* [WORK TO COMPLETE]
Print each entry word for word.

# # # # # # #

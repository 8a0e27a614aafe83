use std::fmt;
use std::process::Stdio;
use std::sync::{Arc, Mutex};
use std::time::Duration;
use async_trait::async_trait;
use tokio::io::{AsyncBufReadExt, AsyncRead, BufReader};
use tokio::process::{Child, ChildStderr, Command};
use tokio::task::JoinHandle;
use tracing::{debug, info};

use crate::errors::{Result, StreamError};

// Enough stderr for any diagnostic we report; the rest is only logged
const STDERR_CAPTURE_LIMIT: usize = 4096;
const DRAIN_GRACE: Duration = Duration::from_millis(200);

/// How a producer process ended.
#[derive(Debug, Clone, Copy, PartialEq, Eq)]
pub struct ProducerExit {
    pub code: Option<i32>,
}

impl fmt::Display for ProducerExit {
    fn fmt(&self, f: &mut fmt::Formatter<'_>) -> fmt::Result {
        match self.code {
            Some(code) => write!(f, "{}", code),
            None => write!(f, "signal"),
        }
    }
}

/// A freshly spawned producer: the process handle plus its stdout.
pub struct SpawnedProducer {
    pub process: Box<dyn ProducerProcess>,
    pub output: Box<dyn AsyncRead + Send + Unpin>,
}

/// Starts producer processes. Swapped for an in-memory fake in tests.
pub trait ProducerLauncher: Send + Sync {
    fn launch(&self, program: &str, args: &[String]) -> Result<SpawnedProducer>;
}

#[async_trait]
pub trait ProducerProcess: Send {
    fn id(&self) -> Option<u32>;

    /// Non-blocking exit check.
    fn try_wait(&mut self) -> std::io::Result<Option<ProducerExit>>;

    /// Ask the process to shut down (SIGTERM).
    fn terminate(&mut self) -> std::io::Result<()>;

    /// Force the process down (SIGKILL).
    fn kill(&mut self) -> std::io::Result<()>;

    async fn wait(&mut self) -> std::io::Result<ProducerExit>;

    /// Whatever the process has written to stderr so far (bounded). Once the
    /// process has exited this waits briefly for the remaining output.
    async fn diagnostics(&mut self) -> Vec<u8>;
}

/// Launches real binaries through `tokio::process`.
pub struct CommandLauncher;

impl ProducerLauncher for CommandLauncher {
    fn launch(&self, program: &str, args: &[String]) -> Result<SpawnedProducer> {
        let mut child = Command::new(program)
            .args(args)
            .stdin(Stdio::null())
            .stdout(Stdio::piped())
            .stderr(Stdio::piped())
            .kill_on_drop(true)
            .spawn()
            .map_err(|e| StreamError::launch(format!("Failed to launch {}: {}", program, e)))?;

        let stdout = child.stdout.take()
            .ok_or_else(|| StreamError::launch(format!("Failed to get {} stdout", program)))?;

        let stderr = Arc::new(Mutex::new(Vec::new()));
        let drain = child.stderr.take()
            .map(|pipe| tokio::spawn(drain_stderr(program.to_string(), pipe, stderr.clone())));

        info!("Started {} (pid {:?})", program, child.id());
        Ok(SpawnedProducer {
            process: Box::new(ChildProcess { child, stderr, drain }),
            output: Box::new(stdout),
        })
    }
}

struct ChildProcess {
    child: Child,
    stderr: Arc<Mutex<Vec<u8>>>,
    drain: Option<JoinHandle<()>>,
}

#[async_trait]
impl ProducerProcess for ChildProcess {
    fn id(&self) -> Option<u32> {
        self.child.id()
    }

    fn try_wait(&mut self) -> std::io::Result<Option<ProducerExit>> {
        Ok(self.child.try_wait()?.map(|status| ProducerExit { code: status.code() }))
    }

    #[cfg(unix)]
    fn terminate(&mut self) -> std::io::Result<()> {
        use nix::sys::signal::{kill, Signal};
        use nix::unistd::Pid;

        let Some(pid) = self.child.id() else {
            return Ok(()); // already reaped
        };
        let pid = i32::try_from(pid).map_err(|e| std::io::Error::new(std::io::ErrorKind::InvalidInput, e))?;
        kill(Pid::from_raw(pid), Signal::SIGTERM).map_err(std::io::Error::from)
    }

    #[cfg(not(unix))]
    fn terminate(&mut self) -> std::io::Result<()> {
        self.child.start_kill()
    }

    fn kill(&mut self) -> std::io::Result<()> {
        self.child.start_kill()
    }

    async fn wait(&mut self) -> std::io::Result<ProducerExit> {
        let status = self.child.wait().await?;
        Ok(ProducerExit { code: status.code() })
    }

    async fn diagnostics(&mut self) -> Vec<u8> {
        if matches!(self.child.try_wait(), Ok(Some(_))) {
            if let Some(drain) = self.drain.take() {
                let _ = tokio::time::timeout(DRAIN_GRACE, drain).await;
            }
        }
        self.stderr.lock().unwrap_or_else(|poisoned| poisoned.into_inner()).clone()
    }
}

// Keep reading stderr so the pipe never fills and stalls the producer
async fn drain_stderr(program: String, pipe: ChildStderr, captured: Arc<Mutex<Vec<u8>>>) {
    let mut reader = BufReader::new(pipe);
    let mut line = Vec::new();
    loop {
        line.clear();
        match reader.read_until(b'\n', &mut line).await {
            Ok(0) | Err(_) => break,
            Ok(_) => {
                debug!("{}: {}", program, String::from_utf8_lossy(&line).trim_end());
                let mut buf = captured.lock().unwrap_or_else(|poisoned| poisoned.into_inner());
                let room = STDERR_CAPTURE_LIMIT.saturating_sub(buf.len());
                buf.extend_from_slice(&line[..line.len().min(room)]);
            }
        }
    }
}

#[cfg(all(test, unix))]
mod tests {
    use super::*;
    use tokio::io::AsyncReadExt;

    #[tokio::test]
    async fn test_missing_binary_is_a_launch_error() {
        let err = CommandLauncher
            .launch("/nonexistent/rpicam-vid", &[])
            .err()
            .unwrap();
        assert!(matches!(err, StreamError::Launch { .. }));
        assert!(err.to_string().contains("Failed to launch /nonexistent/rpicam-vid"));
    }

    #[tokio::test]
    async fn test_stdout_and_stderr_are_captured() {
        let args = vec!["-c".to_string(), "printf frame; printf 'oops\\n' >&2; exit 3".to_string()];
        let mut spawned = CommandLauncher.launch("sh", &args).unwrap();

        let mut out = Vec::new();
        spawned.output.read_to_end(&mut out).await.unwrap();
        assert_eq!(out, b"frame");

        let exit = spawned.process.wait().await.unwrap();
        assert_eq!(exit.code, Some(3));
        assert_eq!(spawned.process.diagnostics().await, b"oops\n");
    }

    #[tokio::test]
    async fn test_terminate_stops_a_sleeping_process() {
        let args = vec!["-c".to_string(), "sleep 30".to_string()];
        let mut spawned = CommandLauncher.launch("sh", &args).unwrap();
        assert!(spawned.process.try_wait().unwrap().is_none());

        spawned.process.terminate().unwrap();
        let exit = tokio::time::timeout(Duration::from_secs(5), spawned.process.wait())
            .await
            .unwrap()
            .unwrap();
        assert_eq!(exit.code, None);
    }
}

# # # # # # #

* [WRITTEN SOLUTION]
repository 8a0e27a614aafe83
use std::fmt;
use std::process::Stdio;
use std::sync::{Arc, Mutex};
use std::time::Duration;
use async_trait::async_trait;
use tokio::io::{AsyncBufReadExt, AsyncRead, BufReader};
use tokio::process::{Child, ChildStderr, Command};
use tokio::task::JoinHandle;
use tracing::{debug, info};

use crate::errors::{Result, StreamError};

// Enough stderr for any diagnostic we report; the rest is only logged
const STDERR_CAPTURE_LIMIT: usize = 4096;
const DRAIN_GRACE: Duration = Duration::from_millis(200);

/// How a producer process ended.
#[derive(Debug, Clone, Copy, PartialEq, Eq)]
pub struct ProducerExit {
    pub code: Option<i32>,
}

impl fmt::Display for ProducerExit {
    fn fmt(&self, f: &mut fmt::Formatter<'_>) -> fmt::Result {
        match self.code {
            Some(code) => write!(f, "{}", code),
            None => write!(f, "signal"),
        }
    }
}

/// A freshly spawned producer: the process handle plus its stdout.
pub struct SpawnedProducer {
    pub process: Box<dyn ProducerProcess>,
    pub output: Box<dyn AsyncRead + Send + Unpin>,
}

/// Starts producer processes. Swapped for an in-memory fake in tests.
pub trait ProducerLauncher: Send + Sync {
    fn launch(&self, program: &str, args: &[String]) -> Result<SpawnedProducer>;
}

#[async_trait]
pub trait ProducerProcess: Send {
    fn id(&self) -> Option<u32>;

    /// Non-blocking exit check.
    fn try_wait(&mut self) -> std::io::Result<Option<ProducerExit>>;

    /// Ask the process to shut down (SIGTERM).
    fn terminate(&mut self) -> std::io::Result<()>;

    /// Force the process down (SIGKILL).
    fn kill(&mut self) -> std::io::Result<()>;

    async fn wait(&mut self) -> std::io::Result<ProducerExit>;

    /// Whatever the process has written to stderr so far (bounded). Once the
    /// process has exited this waits briefly for the remaining output.
    async fn diagnostics(&mut self) -> Vec<u8>;
}

/// Launches real binaries through `tokio::process`.
pub struct CommandLauncher;

impl ProducerLauncher for CommandLauncher {
    fn launch(&self, program: &str, args: &[String]) -> Result<SpawnedProducer> {
        let mut child = Command::new(program)
            .args(args)
            .stdin(Stdio::null())
            .stdout(Stdio::piped())
            .stderr(Stdio::piped())
            .kill_on_drop(true)
            .spawn()
            .map_err(|e| StreamError::launch(format!("Failed to launch {}: {}", program, e)))?;

        let stdout = child.stdout.take()
            .ok_or_else(|| StreamError::launch(format!("Failed to get {} stdout", program)))?;

        let stderr = Arc::new(Mutex::new(Vec::new()));
        let drain = child.stderr.take()
            .map(|pipe| tokio::spawn(drain_stderr(program.to_string(), pipe, stderr.clone())));

        info!("Started {} (pid {:?})", program, child.id());
        Ok(SpawnedProducer {
            process: Box::new(ChildProcess { child, stderr, drain }),
            output: Box::new(stdout),
        })
    }
}

struct ChildProcess {
    child: Child,
    stderr: Arc<Mutex<Vec<u8>>>,
    drain: Option<JoinHandle<()>>,
}

#[async_trait]
impl ProducerProcess for ChildProcess {
    fn id(&self) -> Option<u32> {
        self.child.id()
    }

    fn try_wait(&mut self) -> std::io::Result<Option<ProducerExit>> {
        Ok(self.child.try_wait()?.map(|status| ProducerExit { code: status.code() }))
    }

    #[cfg(unix)]
    fn terminate(&mut self) -> std::io::Result<()> {
        use nix::sys::signal::{kill, Signal};
        use nix::unistd::Pid;

        let Some(pid) = self.child.id() else {
            return Ok(()); // already reaped
        };
        let pid = i32::try_from(pid).map_err(|e| std::io::Error::new(std::io::ErrorKind::InvalidInput, e))?;
        kill(Pid::from_raw(pid), Signal::SIGTERM).map_err(std::io::Error::from)
    }

    #[cfg(not(unix))]
    fn terminate(&mut self) -> std::io::Result<()> {
        self.child.start_kill()
    }

    fn kill(&mut self) -> std::io::Result<()> {
        self.child.start_kill()
    }

    async fn wait(&mut self) -> std::io::Result<ProducerExit> {
        let status = self.child.wait().await?;
        Ok(ProducerExit { code: status.code() })
    }

    async fn diagnostics(&mut self) -> Vec<u8> {
        if matches!(self.child.try_wait(), Ok(Some(_))) {
            if let Some(drain) = self.drain.take() {
                let _ = tokio::time::timeout(DRAIN_GRACE, drain).await;
            }
        }
        self.stderr.lock().unwrap_or_else(|poisoned| poisoned.into_inner()).clone()
    }
}

// Keep reading stderr so the pipe never fills and stalls the producer
async fn drain_stderr(program: String, pipe: ChildStderr, captured: Arc<Mutex<Vec<u8>>>) {
    let mut reader = BufReader::new(pipe);
    let mut line = Vec::new();
    loop {
        line.clear();
        match reader.read_until(b'\n', &mut line).await {
            Ok(0) | Err(_) => break,
            Ok(_) => {
                debug!("{}: {}", program, String::from_utf8_lossy(&line).trim_end());
                let mut buf = captured.lock().unwrap_or_else(|poisoned| poisoned.into_inner());
                let room = STDERR_CAPTURE_LIMIT.saturating_sub(buf.len());
                buf.extend_from_slice(&line[..line.len().min(room)]);
            }
        }
    }
}

#[cfg(all(test, unix))]
mod tests {
    use super::*;
    use tokio::io::AsyncReadExt;

    #[tokio::test]
    async fn test_missing_binary_is_a_launch_error() {
        let err = CommandLauncher
            .launch("/nonexistent/rpicam-vid", &[])
            .err()
            .unwrap();
        assert!(matches!(err, StreamError::Launch { .. }));
        assert!(err.to_string().contains("Failed to launch /nonexistent/rpicam-vid"));
    }

    #[tokio::test]
    async fn test_stdout_and_stderr_are_captured() {
        let args = vec!["-c".to_string(), "printf frame; printf 'oops\\n' >&2; exit 3".to_string()];
        let mut spawned = CommandLauncher.launch("sh", &args).unwrap();

        let mut out = Vec::new();
        spawned.output.read_to_end(&mut out).await.unwrap();
        assert_eq!(out, b"frame");

        let exit = spawned.process.wait().await.unwrap();
        assert_eq!(exit.code, Some(3));
        assert_eq!(spawned.process.diagnostics().await, b"oops\n");
    }

    #[tokio::test]
    async fn test_terminate_stops_a_sleeping_process() {
        let args = vec!["-c".to_string(), "sleep 30".to_string()];
        let mut spawned = CommandLauncher.launch("sh", &args).unwrap();
        assert!(spawned.process.try_wait().unwrap().is_none());

        spawned.process.terminate().unwrap();
        let exit = tokio::time::timeout(Duration::from_secs(5), spawned.process.wait())
            .await
            .unwrap()
            .unwrap();
        assert_eq!(exit.code, None);
    }
}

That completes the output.